Speaking at the launch, Asiama said regulators were now focused on building the systems and processes needed to implement the law in an “orderly and timely” manner, while addressing gaps and risks associated with the fast-growing digital asset sector.
“Effective regulation and enforcement cannot be achieved by regulators alone,” he said.
“The entire ecosystem must be adequately prepared through a sound understanding of virtual asset activities, their implications, and associated risks.”
Virtual assets, including cryptocurrencies, have gained popularity in Ghana in recent years, driven by high mobile phone penetration, a young population and growing interest in digital finance.
However, authorities have repeatedly warned of fraud, volatility and consumer protection risks linked to unregulated platforms.
Asiama said NaVALI was intended to address these concerns by placing education at the centre of Ghana’s digital finance strategy.
The initiative is built around the principle of “understand before you undertake”, positioning literacy as a prerequisite for safe participation in the digital economy.
The programme is being led by the central bank in collaboration with the SEC, alongside academic institutions and industry partners.

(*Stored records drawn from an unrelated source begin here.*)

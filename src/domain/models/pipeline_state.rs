use serde::{Deserialize, Serialize};

use super::Stage;

/// Lifecycle of a single pipeline run.
///
/// ```text
/// Idle -> Validating -> Summarizing -> Expanding -> Assembling -> [ImageGenerating] -> Done
/// ```
///
/// Any non-terminal state may move to `Failed`. `Done` and `Failed` are terminal.
#[derive(Debug, Clone, Copy, PartialEq, Eq, Default, Serialize, Deserialize)]
#[serde(rename_all = "snake_case")]
pub enum PipelineState {
    #[default]
    Idle,
    Validating,
    Summarizing,
    Expanding,
    Assembling,
    ImageGenerating,
    Done,
    Failed,
}

impl PipelineState {
    pub fn is_terminal(&self) -> bool {
        matches!(self, PipelineState::Done | PipelineState::Failed)
    }

    /// The state a pipeline is in while `stage` runs.
    pub fn running(stage: Stage) -> Self {
        match stage {
            Stage::Summarize => PipelineState::Summarizing,
            Stage::Expand => PipelineState::Expanding,
            Stage::Assemble => PipelineState::Assembling,
            Stage::Background => PipelineState::ImageGenerating,
        }
    }

    /// Whether the machine allows moving from `self` to `next`.
    pub fn can_transition_to(&self, next: PipelineState) -> bool {
        use PipelineState::*;

        if self.is_terminal() {
            return false;
        }
        if next == Failed {
            return true;
        }

        matches!(
            (self, next),
            (Idle, Validating)
                | (Validating, Summarizing)
                | (Summarizing, Expanding)
                | (Expanding, Assembling)
                | (Assembling, ImageGenerating)
                | (Assembling, Done)
                | (ImageGenerating, Done)
        )
    }
}
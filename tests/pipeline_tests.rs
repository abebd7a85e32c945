//! End-to-end tests for the blog post pipeline.
//!
//! These run the real HTTP adapters against a local mock server.

use std::sync::Arc;

use serde_json::{json, Value};
use wiremock::matchers::{method, path};
use wiremock::{Mock, MockServer, Request, Respond, ResponseTemplate};

use postsmith::{
    DomainError, GenerateBlogPostUseCase, MockChatClient, MockImageClient, OpenAiChatClient,
    OpenAiConfig, OpenAiImageClient, PromptLibrary,
};

/// Answers chat requests with a reply that depends on which stage's prompt it saw.
struct StageAwareResponder;

impl Respond for StageAwareResponder {
    fn respond(&self, request: &Request) -> ResponseTemplate {
        let body: Value = serde_json::from_slice(&request.body).unwrap_or(Value::Null);
        let prompt = body["messages"][0]["content"].as_str().unwrap_or_default();

        let reply = if prompt.contains("3 clear and concise bullet points") {
            "- Choose a bin\n- Balance greens and browns\n- Turn the pile"
        } else if prompt.contains("Expand the following bullet points") {
            "Choosing a bin matters. Balancing greens and browns keeps the pile healthy. Turning the pile adds air."
        } else {
            "Introduction: composting is easy.\n\nBody.\n\nConclusion: start today."
        };

        ResponseTemplate::new(200).set_body_json(json!({
            "choices": [{"message": {"role": "assistant", "content": reply}}]
        }))
    }
}

async fn chat_prompts(server: &MockServer) -> Vec<String> {
    server
        .received_requests()
        .await
        .unwrap_or_default()
        .iter()
        .filter(|r| r.url.path() == "/v1/chat/completions")
        .map(|r| {
            let body: Value = serde_json::from_slice(&r.body).unwrap();
            body["messages"][0]["content"].as_str().unwrap().to_string()
        })
        .collect()
}

fn config_for(server: &MockServer) -> OpenAiConfig {
    OpenAiConfig::default().with_base_url(server.uri())
}

#[tokio::test]
async fn test_full_pipeline_with_background() {
    let server = MockServer::start().await;

    Mock::given(method("POST"))
        .and(path("/v1/chat/completions"))
        .respond_with(StageAwareResponder)
        .expect(3)
        .mount(&server)
        .await;

    Mock::given(method("POST"))
        .and(path("/v1/images/generations"))
        .respond_with(ResponseTemplate::new(200).set_body_json(json!({
            "data": [{"url": "https://images.example.com/compost.png?sig=1"}]
        })))
        .expect(1)
        .mount(&server)
        .await;

    let config = config_for(&server);
    let use_case = GenerateBlogPostUseCase::new(
        Arc::new(OpenAiChatClient::new(&config)),
        PromptLibrary::new().unwrap(),
    )
    .with_background(Arc::new(OpenAiImageClient::new(&config)));

    let post = use_case
        .execute("composting at home", "sk-test")
        .await
        .expect("pipeline should succeed");

    assert!(post.bullets().contains("Choose a bin"));
    assert!(post.post().starts_with("Introduction"));
    assert!(post.post().contains("Conclusion"));

    let prompts = chat_prompts(&server).await;
    assert_eq!(prompts.len(), 3);
    assert!(prompts[0].contains("Topic: composting at home"));
    assert!(prompts[1].contains(post.bullets()));
    assert!(prompts[2].contains(post.expanded()));

    let background = post.background().expect("background requested");
    assert_eq!(background.url(), "https://images.example.com/compost.png?sig=1");
    assert!(background.css().contains(background.url()));

    let image_request = server
        .received_requests()
        .await
        .unwrap_or_default()
        .into_iter()
        .find(|r| r.url.path() == "/v1/images/generations")
        .expect("image request sent");
    let body: Value = serde_json::from_slice(&image_request.body).unwrap();
    assert!(body["prompt"].as_str().unwrap().contains("composting at home"));
    assert_eq!(body["n"], 1);
    assert_eq!(body["size"], "1024x1024");
}

#[tokio::test]
async fn test_second_stage_failure_stops_pipeline() {
    let server = MockServer::start().await;

    Mock::given(method("POST"))
        .and(path("/v1/chat/completions"))
        .respond_with(ResponseTemplate::new(200).set_body_json(json!({
            "choices": [{"message": {"content": "- a\n- b\n- c"}}]
        })))
        .up_to_n_times(1)
        .mount(&server)
        .await;

    Mock::given(method("POST"))
        .and(path("/v1/chat/completions"))
        .respond_with(ResponseTemplate::new(429).set_body_json(json!({
            "error": {"message": "Rate limit reached"}
        })))
        .mount(&server)
        .await;

    Mock::given(method("POST"))
        .and(path("/v1/images/generations"))
        .respond_with(ResponseTemplate::new(200))
        .expect(0)
        .mount(&server)
        .await;

    let config = config_for(&server);
    let use_case = GenerateBlogPostUseCase::new(
        Arc::new(OpenAiChatClient::new(&config)),
        PromptLibrary::new().unwrap(),
    )
    .with_background(Arc::new(OpenAiImageClient::new(&config)));

    let err = use_case
        .execute("composting at home", "sk-test")
        .await
        .expect_err("second stage should fail");

    assert!(matches!(err, DomainError::UpstreamError(_)));
    assert!(err.to_string().contains("Rate limit reached"));
    assert_eq!(chat_prompts(&server).await.len(), 2);
}

#[tokio::test]
async fn test_blank_inputs_never_reach_the_network() {
    let server = MockServer::start().await;

    Mock::given(method("POST"))
        .respond_with(ResponseTemplate::new(200))
        .expect(0)
        .mount(&server)
        .await;

    let use_case = GenerateBlogPostUseCase::new(
        Arc::new(OpenAiChatClient::new(&config_for(&server))),
        PromptLibrary::new().unwrap(),
    );

    let err = use_case.execute("composting at home", "  ").await.unwrap_err();
    assert!(matches!(err, DomainError::MissingCredential));

    let err = use_case.execute("\t", "sk-test").await.unwrap_err();
    assert!(matches!(err, DomainError::MissingTopic));
}

#[tokio::test]
async fn test_offline_clients_run_the_whole_pipeline() {
    let use_case = GenerateBlogPostUseCase::new(
        Arc::new(MockChatClient::new()),
        PromptLibrary::new().unwrap(),
    )
    .with_background(Arc::new(MockImageClient::new()));

    let post = use_case.execute("urban beekeeping", "mock").await.unwrap();

    assert!(post.bullets().contains("urban beekeeping"));
    assert!(!post.post().is_empty());
    assert!(post.background().is_some());
}
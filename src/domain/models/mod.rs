mod blog_post;
mod image_request;
mod pipeline_request;
mod pipeline_state;
mod prompt_template;
mod stage;

pub use blog_post::*;
pub use image_request::*;
pub use pipeline_request::*;
pub use pipeline_state::*;
pub use prompt_template::*;
pub use stage::*;
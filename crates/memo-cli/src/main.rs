//! memo - command-line client for the memo note service.
//!
//! This is a thin wrapper over the memo library crates. Each invocation
//! loads the stored session, drives a [`memo_core::NoteStore`] through
//! one operation, and prints the result.

mod cli;
mod commands;
mod output;
mod session;

use anyhow::Result;
use clap::Parser;
use tracing_subscriber::{EnvFilter, fmt, prelude::*};

use cli::{Cli, Commands};

#[tokio::main]
async fn main() -> Result<()> {
    let cli = Cli::parse();

    // Initialize logging
    init_logging(cli.verbose, cli.json_logs);

    match cli.command {
        Commands::Login(args) => commands::login::run(args).await,
        Commands::Logout(args) => commands::logout::run(args).await,
        Commands::Whoami(args) => commands::whoami::run(args).await,
        Commands::List(args) => commands::list::run(args).await,
        Commands::Create(args) => commands::create::run(args).await,
        Commands::Delete(args) => commands::delete::run(args).await,
    }
}

fn init_logging(verbosity: u8, json: bool) {
    let filter = match verbosity {
        0 => "warn",
        1 => "info",
        2 => "debug",
        _ => "trace",
    };

    let filter = EnvFilter::try_from_default_env().unwrap_or_else(|_| EnvFilter::new(filter));

    if json {
        tracing_subscriber::registry()
            .with(filter)
            .with(fmt::layer().json())
            .init();
    } else {
        tracing_subscriber::registry()
            .with(filter)
            .with(fmt::layer().with_target(false))
            .init();
    }
}
//! Login credentials type.

use std::fmt;

/// Login credentials for backend authentication.
///
/// The password is never exposed in Debug output to prevent accidental
/// logging.
///
/// # Example
///
/// ```
/// use memo_core::Credentials;
///
/// let creds = Credentials::new("alice", "app-password-here");
/// assert_eq!(creds.username(), "alice");
/// ```
#[derive(Clone)]
pub struct Credentials {
    username: String,
    password: String,
}

impl Credentials {
    /// Create new credentials.
    pub fn new(username: impl Into<String>, password: impl Into<String>) -> Self {
        Self {
            username: username.into(),
            password: password.into(),
        }
    }

    /// Returns the username.
    pub fn username(&self) -> &str {
        &self.username
    }

    /// Returns the password.
    ///
    /// Use this only when constructing authentication requests; never
    /// log or display this value.
    pub fn password(&self) -> &str {
        &self.password
    }
}

// Intentionally hide the password in Debug output
impl fmt::Debug for Credentials {
    fn fmt(&self, f: &mut fmt::Formatter<'_>) -> fmt::Result {
        f.debug_struct("Credentials")
            .field("username", &self.username)
            .field("password", &"[REDACTED]")
            .finish()
    }
}
//! Create command implementation.

use std::path::PathBuf;

use anyhow::{Context, Result};
use clap::Args;

use memo_core::NoteStore;

use crate::output;
use crate::session::storage;

#[derive(Args, Debug)]
pub struct CreateArgs {
    /// Note title
    pub name: String,

    /// Note body text
    #[arg(long)]
    pub description: String,

    /// Image file to attach
    #[arg(long)]
    pub image: Option<PathBuf>,

    /// Backend base URL (overrides the stored session)
    #[arg(long)]
    pub backend: Option<String>,
}

pub async fn run(args: CreateArgs) -> Result<()> {
    let session = storage::resolve_session(args.backend.as_deref()).await?;

    let store = NoteStore::new(session.gateway);

    store.update_draft(|draft| {
        draft.name = args.name.clone();
        draft.description = args.description.clone();
    });

    if let Some(path) = &args.image {
        let file_name = path
            .file_name()
            .and_then(|n| n.to_str())
            .context("Image path has no file name")?;
        let bytes = std::fs::read(path).context("Failed to read image file")?;

        store
            .attach_file(file_name, bytes)
            .await
            .context("Failed to upload image")?;
    }

    let card = store.submit().await.context("Failed to create note")?;

    output::success(&format!("Created note: {}", card.note.id));
    println!();
    output::field("Name", &card.note.name);
    output::field("Description", &card.note.description);
    if let Some(url) = &card.image_url {
        output::field("Image", url);
    }

    Ok(())
}
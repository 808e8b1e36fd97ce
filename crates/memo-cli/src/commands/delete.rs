//! Delete command implementation.

use anyhow::{Context, Result};
use clap::Args;

use memo_core::{NoteId, NoteStore};

use crate::output;
use crate::session::storage;

#[derive(Args, Debug)]
pub struct DeleteArgs {
    /// Id of the note to delete
    pub id: String,

    /// Backend base URL (overrides the stored session)
    #[arg(long)]
    pub backend: Option<String>,
}

pub async fn run(args: DeleteArgs) -> Result<()> {
    let session = storage::resolve_session(args.backend.as_deref()).await?;

    let id = NoteId::new(&args.id).context("Invalid note id")?;

    let store = NoteStore::new(session.gateway);
    store.remove(&id).await.context("Failed to delete note")?;

    output::success(&format!("Deleted note: {}", id));

    Ok(())
}
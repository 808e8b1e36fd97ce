//! Note domain types.
//!
//! [`Note`] is the persisted record shape, [`NoteCard`] its display
//! form with a resolved image URL, and [`Draft`] the form-in-progress.

mod draft;
mod types;

pub use draft::Draft;
pub use types::{ListNotesOutput, Note, NoteCard};
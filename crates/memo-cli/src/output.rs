//! Output formatting helpers.

use anyhow::Result;
use colored::Colorize;
use serde::Serialize;

/// Print a success message.
pub fn success(msg: &str) {
    println!("{} {}", "✓".green(), msg);
}

/// Print a labeled field.
pub fn field(label: &str, value: &str) {
    println!("{}: {}", label.dimmed(), value);
}

/// Print a value as compact JSON.
pub fn json<T: Serialize>(value: &T) -> Result<()> {
    let json = serde_json::to_string(value)?;
    println!("{}", json);
    Ok(())
}

/// Print a value as pretty-printed JSON.
pub fn json_pretty<T: Serialize>(value: &T) -> Result<()> {
    let json = serde_json::to_string_pretty(value)?;
    println!("{}", json);
    Ok(())
}
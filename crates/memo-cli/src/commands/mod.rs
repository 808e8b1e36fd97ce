//! Subcommand implementations.

pub mod create;
pub mod delete;
pub mod list;
pub mod login;
pub mod logout;
pub mod whoami;
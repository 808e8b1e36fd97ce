//! Validated core types.
//!
//! These types enforce their invariants at construction time, so an
//! invalid id, key, or URL cannot flow further into the system.

mod backend_url;
mod note_id;
mod object_key;

pub use backend_url::BackendUrl;
pub use note_id::NoteId;
pub use object_key::ObjectKey;
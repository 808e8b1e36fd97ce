//! The unsaved, in-progress form state.

use crate::error::{Error, InvalidInputError};
use crate::types::ObjectKey;

/// The mutable form-in-progress.
///
/// Same shape as a [`Note`](crate::Note) minus the id, which the
/// gateway assigns on creation. Overwritten field-by-field as the user
/// edits; reset to empty after a successful submission.
#[derive(Debug, Clone, Default, PartialEq)]
pub struct Draft {
    /// Note title; required before submission.
    pub name: String,

    /// Note body text; required before submission.
    pub description: String,

    /// Storage key of an attached image, set by the upload flow.
    pub image_key: Option<ObjectKey>,
}

impl Draft {
    /// A draft with both text fields filled in.
    pub fn new(name: impl Into<String>, description: impl Into<String>) -> Self {
        Self {
            name: name.into(),
            description: description.into(),
            image_key: None,
        }
    }

    /// Check the presence invariants required for submission.
    ///
    /// Both `name` and `description` must be non-empty. The first
    /// missing field is reported.
    pub fn validate(&self) -> Result<(), Error> {
        if self.name.is_empty() {
            return Err(InvalidInputError::Draft { field: "name" }.into());
        }
        if self.description.is_empty() {
            return Err(InvalidInputError::Draft { field: "description" }.into());
        }
        Ok(())
    }

    /// Reset to the empty initial value.
    pub fn clear(&mut self) {
        *self = Self::default();
    }
}

#[cfg(test)]
mod tests {
    use super::*;

    #[test]
    fn empty_fields_fail_validation() {
        assert!(Draft::default().validate().is_err());
        assert!(Draft::new("", "body").validate().is_err());
        assert!(Draft::new("title", "").validate().is_err());
    }

    #[test]
    fn filled_draft_validates() {
        assert!(Draft::new("title", "body").validate().is_ok());
    }

    #[test]
    fn clear_resets_everything() {
        let mut draft = Draft::new("title", "body");
        draft.image_key = Some(ObjectKey::new("cover.png").unwrap());
        draft.clear();
        assert_eq!(draft, Draft::default());
    }
}
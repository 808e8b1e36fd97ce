//! memo-file - Filesystem-backed notes gateway.
//!
//! Stores notes as JSON files and attached objects as plain files under
//! a root directory, so the client works without any network backend.

mod gateway;
mod store;

pub use gateway::FileGateway;
pub use store::FileStore;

According to the governor, it pursues two main policy objectives: strengthening institutional capacity to regulate virtual assets and their underlying technologies, particularly blockchain, and promoting nationwide awareness of the risks and implications of virtual asset use.
He said building expertise within regulatory agencies would support effective supervision and policy formulation, while public education would help discourage uninformed and risky adoption by consumers.
On behalf of the Bank of Ghana and its partners, Asiamah formally launched the initiative, describing it as a foundational step toward a resilient and well-informed virtual asset ecosystem.
He also called for sustained collaboration among regulators, industry players, educators, civil society groups and the media, noting that successful implementation would depend on shared responsibility across sectors.
“The launch of NaVALI is not an end, but a beginning,” he said.
“It is the foundation upon which effective regulation, consumer protection and sustainable innovation in virtual assets will be built.”
Addressing the public, the governor urged Ghanaians to engage with the initiative by learning about virtual assets, asking questions and participating responsibly.
“Financial innovation can only serve national development when it is anchored in knowledge, trust and accountability,” he said.
Ghana’s move mirrors broader efforts across Africa to bring virtual assets under regulatory oversight while balancing innovation with financial stability.
Several African central banks have stepped up warnings about cryptocurrency risks even as adoption continues to rise.
Authorities say NaVALI will support Ghana’s broader digitalisation agenda by equipping both institutions and consumers with the tools needed to navigate emerging technologies safely.
Asiama said the initiative would help ensure that innovation in virtual assets contributes to inclusive growth rather than exposing citizens to avoidable financial harm.